Supplied information:
::::::

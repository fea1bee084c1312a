//! Fixed-width little-endian encoder.

/// An append-only binary encoder.
///
/// All multi-byte integers are written little-endian. Optional values
/// are written as an explicit one-byte presence flag (0 or 1) followed
/// by the value when present; absence contributes exactly one byte.
/// Variable-length byte strings are written as a 4-byte length prefix
/// followed by the raw bytes.
pub struct Encoder {
    buffer: Vec<u8>,
}

impl Encoder {
    /// Create a new encoder.
    pub fn new() -> Self {
        Self { buffer: Vec::new() }
    }

    /// Create a new encoder with the specified capacity.
    pub fn with_capacity(capacity: usize) -> Self {
        Self {
            buffer: Vec::with_capacity(capacity),
        }
    }

    /// Write a single byte.
    pub fn write_u8(&mut self, value: u8) {
        self.buffer.push(value);
    }

    /// Write a `u16`.
    pub fn write_u16(&mut self, value: u16) {
        self.buffer.extend_from_slice(&value.to_le_bytes());
    }

    /// Write a `u32`.
    pub fn write_u32(&mut self, value: u32) {
        self.buffer.extend_from_slice(&value.to_le_bytes());
    }

    /// Write a `u64`.
    pub fn write_u64(&mut self, value: u64) {
        self.buffer.extend_from_slice(&value.to_le_bytes());
    }

    /// Write an `i64`.
    pub fn write_i64(&mut self, value: i64) {
        self.buffer.extend_from_slice(&value.to_le_bytes());
    }

    /// Write a bool as a single 0/1 byte.
    pub fn write_bool(&mut self, value: bool) {
        self.buffer.push(u8::from(value));
    }

    /// Write raw bytes with no length prefix.
    pub fn write_raw(&mut self, bytes: &[u8]) {
        self.buffer.extend_from_slice(bytes);
    }

    /// Write a length-prefixed byte string (4-byte LE length + data).
    pub fn write_bytes(&mut self, bytes: &[u8]) {
        debug_assert!(bytes.len() <= u32::MAX as usize);
        self.write_u32(bytes.len() as u32);
        self.buffer.extend_from_slice(bytes);
    }

    /// Write a length-prefixed UTF-8 string.
    pub fn write_str(&mut self, text: &str) {
        self.write_bytes(text.as_bytes());
    }

    /// Write an optional `u64`: 1-byte flag + value when present.
    pub fn write_option_u64(&mut self, value: Option<u64>) {
        match value {
            Some(v) => {
                self.buffer.push(1);
                self.write_u64(v);
            }
            None => self.buffer.push(0),
        }
    }

    /// Write an optional byte string: 1-byte flag + length-prefixed data.
    pub fn write_option_bytes(&mut self, bytes: Option<&[u8]>) {
        match bytes {
            Some(b) => {
                self.buffer.push(1);
                self.write_bytes(b);
            }
            None => self.buffer.push(0),
        }
    }

    /// Write an optional UTF-8 string: 1-byte flag + length-prefixed data.
    pub fn write_option_str(&mut self, text: Option<&str>) {
        self.write_option_bytes(text.map(str::as_bytes));
    }

    /// Number of bytes written so far.
    pub fn len(&self) -> usize {
        self.buffer.len()
    }

    /// Whether nothing has been written yet.
    pub fn is_empty(&self) -> bool {
        self.buffer.is_empty()
    }

    /// Consume this encoder and return the encoded bytes.
    pub fn into_bytes(self) -> Vec<u8> {
        self.buffer
    }

    /// Get a reference to the encoded bytes.
    pub fn as_bytes(&self) -> &[u8] {
        &self.buffer
    }
}

impl Default for Encoder {
    fn default() -> Self {
        Self::new()
    }
}

#[cfg(test)]
mod tests {
    use super::*;

    #[test]
    fn integers_are_little_endian() {
        let mut enc = Encoder::new();
        enc.write_u16(0x0201);
        enc.write_u32(0x0605_0403);
        enc.write_u64(0x0e0d_0c0b_0a09_0807);
        assert_eq!(
            enc.into_bytes(),
            vec![1, 2, 3, 4, 5, 6, 7, 8, 9, 0x0a, 0x0b, 0x0c, 0x0d, 0x0e]
        );
    }

    #[test]
    fn signed_integers_round_through_two_complement() {
        let mut enc = Encoder::new();
        enc.write_i64(-1);
        assert_eq!(enc.into_bytes(), vec![0xff; 8]);
    }

    #[test]
    fn bytes_carry_length_prefix() {
        let mut enc = Encoder::new();
        enc.write_bytes(&[0xaa, 0xbb, 0xcc]);
        assert_eq!(enc.into_bytes(), vec![3, 0, 0, 0, 0xaa, 0xbb, 0xcc]);
    }

    #[test]
    fn empty_bytes_are_just_a_prefix() {
        let mut enc = Encoder::new();
        enc.write_bytes(&[]);
        assert_eq!(enc.into_bytes(), vec![0, 0, 0, 0]);
    }

    #[test]
    fn absent_option_is_one_byte() {
        let mut enc = Encoder::new();
        enc.write_option_u64(None);
        assert_eq!(enc.into_bytes(), vec![0]);

        let mut enc = Encoder::new();
        enc.write_option_u64(Some(7));
        assert_eq!(enc.into_bytes(), vec![1, 7, 0, 0, 0, 0, 0, 0, 0]);
    }

    #[test]
    fn option_bytes_flag_then_prefix() {
        let mut enc = Encoder::new();
        enc.write_option_bytes(Some(&[9]));
        assert_eq!(enc.into_bytes(), vec![1, 1, 0, 0, 0, 9]);

        let mut enc = Encoder::new();
        enc.write_option_bytes(None);
        assert_eq!(enc.into_bytes(), vec![0]);
    }

    #[test]
    fn strings_encode_as_utf8_bytes() {
        let mut enc = Encoder::new();
        enc.write_str("abc");
        assert_eq!(enc.into_bytes(), vec![3, 0, 0, 0, b'a', b'b', b'c']);
    }
}
//! Log fixtures with automatic cleanup.
//!
//! [`TestLog`] owns a log in a temporary directory and removes the
//! directory on drop. The fixture config uses small pages and segments
//! so tests cross page and segment boundaries with little data, and a
//! background interval long enough that only explicit flushes move the
//! durability watermark.

use std::ops::Deref;
use std::path::Path;
use std::sync::Arc;
use std::time::Duration;

use tempfile::TempDir;
use tracing_subscriber::EnvFilter;
use vellum_wal::{LogManager, WalConfig};

/// Routes log output to the test harness, honoring `RUST_LOG`. Safe
/// to call from every test; only the first call installs a
/// subscriber.
pub fn init_test_logging() {
    let filter = EnvFilter::try_from_default_env().unwrap_or_else(|_| EnvFilter::new("info"));
    let _ = tracing_subscriber::fmt()
        .with_env_filter(filter)
        .with_test_writer()
        .try_init();
}

/// Fixture configuration: 512 byte pages, 64 page segments, no
/// background flushing during the test.
#[must_use]
pub fn small_config() -> WalConfig {
    WalConfig::new()
        .page_size(512)
        .max_segment_size(512 * 64)
        .flush_interval(Duration::from_secs(3600))
}

/// A log in a temporary directory, removed on drop.
///
/// Dereferences to [`LogManager`], so tests call log methods on the
/// fixture directly.
pub struct TestLog {
    log: Option<Arc<LogManager>>,
    config: WalConfig,
    temp_dir: TempDir,
}

impl TestLog {
    /// Opens a log with [`small_config`].
    #[must_use]
    pub fn open() -> Self {
        Self::with_config(small_config())
    }

    /// Opens a log with the given configuration.
    #[must_use]
    pub fn with_config(config: WalConfig) -> Self {
        let temp_dir = TempDir::new().expect("failed to create a temp directory");
        let log =
            LogManager::open(temp_dir.path(), config.clone()).expect("failed to open the log");
        Self {
            log: Some(log),
            config,
            temp_dir,
        }
    }

    /// The log directory.
    #[must_use]
    pub fn path(&self) -> &Path {
        self.temp_dir.path()
    }

    /// A shared handle to the manager, for spawning producer threads.
    #[must_use]
    pub fn manager(&self) -> Arc<LogManager> {
        Arc::clone(self.log.as_ref().expect("log is open"))
    }

    /// Closes the log and opens it again from the same directory, the
    /// way a clean process restart would.
    pub fn reopen(&mut self) {
        self.reopen_after(|_| {});
    }

    /// Closes the log, hands the directory to `damage` for file
    /// surgery, then opens it again: a crash followed by a restart.
    pub fn reopen_after<F>(&mut self, damage: F)
    where
        F: FnOnce(&Path),
    {
        if let Some(log) = self.log.take() {
            log.close().expect("failed to close the log");
        }
        damage(self.temp_dir.path());
        self.log = Some(
            LogManager::open(self.temp_dir.path(), self.config.clone())
                .expect("failed to reopen the log"),
        );
    }
}

impl Deref for TestLog {
    type Target = LogManager;

    fn deref(&self) -> &Self::Target {
        self.log.as_ref().expect("log is open")
    }
}

impl std::fmt::Debug for TestLog {
    fn fmt(&self, f: &mut std::fmt::Formatter<'_>) -> std::fmt::Result {
        f.debug_struct("TestLog")
            .field("path", &self.temp_dir.path())
            .finish_non_exhaustive()
    }
}

/// Runs a test body against a fresh log and cleans up afterwards.
pub fn with_temp_log<F, R>(f: F) -> R
where
    F: FnOnce(&LogManager) -> R,
{
    let fixture = TestLog::open();
    f(&fixture)
}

::::::

What to produce:
Send back exactly the lines of the listing above, beginning at the line containing "type Target = LogManager;" and ending with the last. Add nothing.

Answer box:
    type Target = LogManager;

    fn deref(&self) -> &Self::Target {
        self.log.as_ref().expect("log is open")
    }
}

impl std::fmt::Debug for TestLog {
    fn fmt(&self, f: &mut std::fmt::Formatter<'_>) -> std::fmt::Result {
        f.debug_struct("TestLog")
            .field("path", &self.temp_dir.path())
            .finish_non_exhaustive()
    }
}

/// Runs a test body against a fresh log and cleans up afterwards.
pub fn with_temp_log<F, R>(f: F) -> R
where
    F: FnOnce(&LogManager) -> R,
{
    let fixture = TestLog::open();
    f(&fixture)
}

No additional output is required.